Learning to spell in Bengali (when one doesn't know the language)

by Michael S. Kaplan, published on 2007/12/02 10:31 -05:00, original URI: http://blogs.msdn.com/b/michkap/archive/2007/12/02/6639141.aspx

From the standpoint of Indic languages, Unicode has quite the struggle on its hands from the standpoint of acceptance by many native speakers.

I'm going to blather a bit about some of them here, and tell a fun story or two as well.

It does actually start with the ISCII (Indian Script Code for Information Interchange, which had a few "interesting" architectural features, including among other things:

You might wonder why I put the word interesting in quotes.

Well, I did that because both of these "features" have specific problems with them that make the resulting encoding less intuitive....

First of all there is the transliteration scheme for the names, which is hardly universally accepted even with Hindi, let alone with the attempt to stick that same transliteration scheme on every other Indic script. Meaning that the way one would transliterate one's name into English may or may not match the scheme that is being used for the names.

And I have already talked lots (e.g. on this post and some of this one) about the abugida issue and the fact that not everyone would look at their language that way.

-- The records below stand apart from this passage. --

#![cfg_attr(feature = "fail-on-warnings", deny(warnings))]
#![warn(clippy::all, clippy::pedantic, clippy::nursery, clippy::cargo)]
#![allow(clippy::multiple_crate_versions, clippy::cargo_common_metadata)]

//! Period-phased provision calculation.
//!
//! For every period `p` and requested service type `t`, provision is the
//! capacity of the type-`t` services that some built building can reach,
//! divided by the population of the built buildings that reach at least
//! one of them, as a rounded percentage. Only pairs whose building and
//! service are both built by `p` count.
//!
//! Built sets only grow with `p`, so each type keeps a cursor over its
//! accessible pairs sorted by the period in which they become active and
//! accumulates demand and capacity as periods advance.

pub mod progress;

use std::collections::{BTreeMap, BTreeSet};
use std::time::Instant;

use sirtep_matrix::AccessibilityMatrix;
use sirtep_provision_models::{
    Building, BuildingId, ProvisionTable, Service, ServiceId, ServiceTypeId,
};

use crate::progress::ProgressCallback;

/// Errors from the provision computation.
#[derive(Debug, thiserror::Error)]
pub enum ProvisionError {
    /// Zero periods were requested.
    #[error("At least one period is required")]
    NoPeriods,

    /// A building population is negative or not a number.
    #[error("Building {building} has invalid population {population}")]
    InvalidPopulation {
        /// Offending building.
        building: BuildingId,
        /// The value.
        population: f64,
    },

    /// A service capacity is negative or not a number.
    #[error("Service {service} has invalid capacity {capacity}")]
    InvalidCapacity {
        /// Offending service.
        service: ServiceId,
        /// The value.
        capacity: f64,
    },
}

/// Everything the engine reads. Built-periods come from the entities.
#[derive(Debug, Clone, Copy)]
pub struct ProvisionInput<'a> {
    /// Scheduled buildings.
    pub buildings: &'a [Building],
    /// Scheduled services.
    pub services: &'a [Service],
    /// Binary accessibility between them.
    pub matrix: &'a AccessibilityMatrix,
    /// Number of periods to evaluate (`0..periods`).
    pub periods: u32,
    /// Service types to evaluate, in output order.
    pub service_types: &'a [ServiceTypeId],
}

/// Demand and capacity behind one provision cell.
#[derive(Debug, Clone, Copy, Default, PartialEq)]
pub struct CellTotals {
    /// Population of built buildings reaching at least one service.
    pub demand: f64,
    /// Capacity of built services reached by at least one building.
    pub capacity: f64,
}

/// Provision table plus the totals it was computed from.
#[derive(Debug, Clone, Default, PartialEq)]
pub struct ProvisionReport {
    /// Rounded percentages.
    pub table: ProvisionTable,
    /// Totals per period and type.
    pub totals: Vec<BTreeMap<ServiceTypeId, CellTotals>>,
}

/// One accessible pair and the first period in which both ends exist.
struct ActivePair {
    active_from: u32,
    building: BuildingId,
    service: ServiceId,
}

/// Running totals for one service type.
struct TypeAccumulator {
    pairs: Vec<ActivePair>,
    cursor: usize,
    first_built: Option<u32>,
    buildings: BTreeSet<BuildingId>,
    services: BTreeSet<ServiceId>,
    totals: CellTotals,
}

impl TypeAccumulator {
    /// Adds every pair that becomes active by `period`.
    fn advance(
        &mut self,
        period: u32,
        population: &BTreeMap<BuildingId, f64>,
        capacity: &BTreeMap<ServiceId, f64>,
    ) {
        while let Some(pair) = self.pairs.get(self.cursor) {
            if pair.active_from > period {
                break;
            }
            if self.buildings.insert(pair.building) {
                self.totals.demand += population.get(&pair.building).copied().unwrap_or(0.0);
            }
            if self.services.insert(pair.service) {
                self.totals.capacity += capacity.get(&pair.service).copied().unwrap_or(0.0);
            }
            self.cursor += 1;
        }
    }
}

/// Computes provision tables.
pub struct ProvisionEngine<'a> {
    input: ProvisionInput<'a>,
}

impl<'a> ProvisionEngine<'a> {
    /// Creates an engine over `input`.
    #[must_use]
    pub const fn new(input: ProvisionInput<'a>) -> Self {
        Self { input }
    }

    /// Computes the provision table, reporting progress after each period.
    ///
    /// # Errors
    ///
    /// Returns [`ProvisionError`] if no period was requested or an input
    /// population/capacity is invalid.
    pub fn compute(&self, progress: &dyn ProgressCallback) -> Result<ProvisionTable, ProvisionError> {
        self.compute_detailed(progress).map(|report| report.table)
    }

    /// Like [`Self::compute`] but also returns the demand/capacity totals.
    ///
    /// # Errors
    ///
    /// Returns [`ProvisionError`] if no period was requested or an input
    /// population/capacity is invalid.
    pub fn compute_detailed(
        &self,
        progress: &dyn ProgressCallback,
    ) -> Result<ProvisionReport, ProvisionError> {
        let start = Instant::now();
        let ProvisionInput {
            periods,
            service_types,
            ..
        } = self.input;

        if periods == 0 {
            return Err(ProvisionError::NoPeriods);
        }

        let population = self.populations()?;
        let capacity = self.capacities()?;
        let mut accumulators = self.accumulators();

        let types = service_types.len() as u64;
        progress.set_total(u64::from(periods) * types.max(1));

        let mut table = Vec::with_capacity(periods as usize);
        let mut totals = Vec::with_capacity(periods as usize);

        for period in 0..periods {
            let mut row = BTreeMap::new();
            let mut row_totals = BTreeMap::new();

            for service_type in service_types {
                let (value, cell) = accumulators.get_mut(service_type).map_or(
                    (0, CellTotals::default()),
                    |acc| {
                        if acc.first_built.is_none_or(|first| first > period) {
                            return (0, CellTotals::default());
                        }
                        acc.advance(period, &population, &capacity);
                        (provision_percent(acc.totals), acc.totals)
                    },
                );
                row.insert(*service_type, value);
                row_totals.insert(*service_type, cell);
            }

            log::debug!("Period {period}: {row:?}");
            table.push(row);
            totals.push(row_totals);

            progress.set_position(u64::from(period + 1) * types.max(1));
            progress.set_message(format!("Period {}/{periods}", period + 1));
        }

        log::info!(
            "Provision for {periods} periods x {} service types computed in {:?}",
            service_types.len(),
            start.elapsed()
        );

        Ok(ProvisionReport {
            table: ProvisionTable::new(table),
            totals,
        })
    }

    fn populations(&self) -> Result<BTreeMap<BuildingId, f64>, ProvisionError> {
        self.input
            .buildings
            .iter()
            .map(|b| {
                if b.population.is_finite() && b.population >= 0.0 {
                    Ok((b.id, b.population))
                } else {
                    Err(ProvisionError::InvalidPopulation {
                        building: b.id,
                        population: b.population,
                    })
                }
            })
            .collect()
    }

    fn capacities(&self) -> Result<BTreeMap<ServiceId, f64>, ProvisionError> {
        self.input
            .services
            .iter()
            .map(|s| {
                if s.capacity.is_finite() && s.capacity >= 0.0 {
                    Ok((s.id, s.capacity))
                } else {
                    Err(ProvisionError::InvalidCapacity {
                        service: s.id,
                        capacity: s.capacity,
                    })
                }
            })
            .collect()
    }

    /// Groups accessible pairs by service type, dropping pairs whose
    /// building or service is never built or unknown to this input.
    fn accumulators(&self) -> BTreeMap<ServiceTypeId, TypeAccumulator> {
        let building_periods: BTreeMap<BuildingId, u32> = self
            .input
            .buildings
            .iter()
            .filter_map(|b| b.built_period.map(|p| (b.id, p)))
            .collect();
        let services: BTreeMap<ServiceId, &Service> =
            self.input.services.iter().map(|s| (s.id, s)).collect();

        let mut accumulators: BTreeMap<ServiceTypeId, TypeAccumulator> = self
            .input
            .service_types
            .iter()
            .map(|t| {
                (
                    *t,
                    TypeAccumulator {
                        pairs: Vec::new(),
                        cursor: 0,
                        first_built: None,
                        buildings: BTreeSet::new(),
                        services: BTreeSet::new(),
                        totals: CellTotals::default(),
                    },
                )
            })
            .collect();

        for service in self.input.services {
            if let (Some(acc), Some(p)) = (
                accumulators.get_mut(&service.service_type),
                service.built_period,
            ) {
                acc.first_built = Some(acc.first_built.map_or(p, |first| first.min(p)));
            }
        }

        for (building, service_id) in self.input.matrix.pairs() {
            let (Some(building_period), Some(service)) =
                (building_periods.get(&building), services.get(&service_id))
            else {
                continue;
            };
            let (Some(service_period), Some(acc)) = (
                service.built_period,
                accumulators.get_mut(&service.service_type),
            ) else {
                continue;
            };
            acc.pairs.push(ActivePair {
                active_from: (*building_period).max(service_period),
                building,
                service: service_id,
            });
        }

        for acc in accumulators.values_mut() {
            acc.pairs.sort_by_key(|p| (p.active_from, p.building, p.service));
        }

        accumulators
    }
}

/// `round(capacity / demand * 100)`, or 0 when nothing is reachable or
/// there is no population to serve.
#[allow(clippy::cast_possible_truncation, clippy::cast_sign_loss)]
fn provision_percent(totals: CellTotals) -> u32 {
    if totals.demand <= 0.0 || !totals.demand.is_finite() {
        return 0;
    }
    let value = (totals.capacity / totals.demand * 100.0).round();
    if value.is_finite() && value >= 0.0 {
        value.min(f64::from(u32::MAX)) as u32
    } else {
        0
    }
}
//! Progress reporting for the provision computation.
//!
//! Decouples the engine from whoever observes it (a task record, a log
//! line, or nothing at all).

/// Receives progress updates from a long-running computation.
///
/// Implementations must be `Send + Sync` so a callback can be handed to a
/// blocking worker thread.
pub trait ProgressCallback: Send + Sync {
    /// Set the total expected units of work.
    fn set_total(&self, total: u64);

    /// Set the current position (absolute, not delta).
    fn set_position(&self, pos: u64);

    /// Update the message describing the current step.
    fn set_message(&self, msg: String);
}

/// Ignores every update.
pub struct NullProgress;

impl ProgressCallback for NullProgress {
    fn set_total(&self, _total: u64) {}
    fn set_position(&self, _pos: u64) {}
    fn set_message(&self, _msg: String) {}
}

Unicode picked up most of these aspects of ISCII for the original Indic proposals.

Okay, now I am going to downshift this into something more about language and less about Unicode, and a fun little project that actually took months to accomplish on the calendar (though significantly less time in terms of hours actually spent -- this was an occasional thing).

It all started when I was meeting with Goldie Chaudhuri from over in SQL Server several months back (we were talking about some language issues vis-a-vis Unicode).

Goldie is of course not really any sort of "Indian" name I had ever heard before, but she apparently grew up in Florida so that seemed normal and certainly less odd than other names like Dweezil or Moon Unit; in any case it did not remind me of this transliteration issue or even a Unicode or a language one (beyond the vague sense of her having a Bengali last name, which I don't think I said anything about at the time).

It was in the afternoon and she had accidentally dropped her cardkey (I found it in her chair after she had gone). It actually had the the name Godhuli on it, not Goldie.

And then I vaguely recalled an article from a few months before entitled Words and Music that had the word godhuli in it. I tried to find the article online without luck (I later found it, right here from The Washington Post, the quote was Then think of the meaning of some of the words and phrases in these new languages. Think of the word for dusk in Hindi -- godhuli , which translates literally into "the dust kicked up by cows coming home from pasture."

but instead at the time found this random blog post that I kept the link for because of the story it told (the last name similarity with Goldie's was coincidence, I was on an article mission at that moment, looking for godhuli, not Godhuli!):

In A Strange and Sublime Address by Amit Chaudhuri, Sandeep, an only child living in a Bombay high-rise, spends a summer visiting his Uncle's house in Calcutta with his mother. On Sundays, his uncle sings aloud to himself during his leisurely preluncheon bath, the notes echoing in the enclosed space of the bathroom 'like rays of trapped light darting this way and that in a crystal'.

He usually sang old, half-remembered compositions that had been popular thirty of forty years ago in a Bengal where the radio and the windup gramophone were still new and incredible machines breaking the millennial silence of the towns and villages:

Godhulir chhaya pathe
Je gelo chini go tare.

Knocking on the bathroom door, Sandeep made a pest of himself by asking: " Chhotomama, what does godhuli mean?"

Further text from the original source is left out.